In 1993, WKQW founder Stephen Olszowka successfully applied for an FM license, giving birth to WKQW-FM. The new station broadcast at 96.3 FM with an effective radiated power of 6,000 watts and went on the air with an oldies format, separate from WKQW's adult contemporary format (which would later become talk).

Stephen Olszowka died suddenly on February 14, 2004, at the age of fifty-four. Roughly a year after his death, his family made arrangements to sell WKQW-AM-FM to another owner, Clarion County Broadcasting. Following the takeover by William Hearst in 2005, WKQW-FM changed its format from oldies to 1980s-based adult contemporary.

In November 2018, the WKQW stations were purchased by Robert Lowe of Twilight Broadcasting, Inc; the purchase, at a price of $265,000, was consummated on February 12, 2019. The station was Twilight's first acquisition, and the company, owned by Bob Lowe, would later begin buying distressed stations in other areas of Pennsylvania, including WEEU in Reading and WXMT in Smethport, Pennsylvania. WKQW-FM maintained its programming under Lowe ownership, including a local morning show and local high school sports.
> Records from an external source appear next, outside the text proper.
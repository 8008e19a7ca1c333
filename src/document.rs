//! Documents and their fields.
//!
//! A [`Document`](document::Document) is an ordered list of
//! [`Field`](field::Field)s. Each field carries a
//! [`FieldValue`](field_value::FieldValue) and [`FieldOptions`](field::FieldOptions)
//! saying whether the value is stored, indexed, and tokenized. What the index
//! gives back for a hit is a [`StoredDocument`](stored::StoredDocument): just
//! the stored values, in insertion order.

#[allow(clippy::module_inception)]
pub mod document;
pub mod field;
pub mod field_value;
pub mod stored;

pub use document::{Document, DocumentBuilder};
pub use field::{Field, FieldOptions};
pub use field_value::FieldValue;
pub use stored::StoredDocument;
Lowe acquired the logos and branding of WMSX in Buffalo, New York after that station rebranded as The Breeze at the same time.

In 2021, the Educational Media Foundation purchased WKQW-FM from Lowe for $192,000; the purchase was consummated on March 29, 2022. The call sign was changed to WLOQ on April 20, 2022, and the station was integrated into the K-Love network.

Ashley Midder, who earlier acquired WXMT, purchased the Mix 96 Web site and continues to maintain an Internet feed.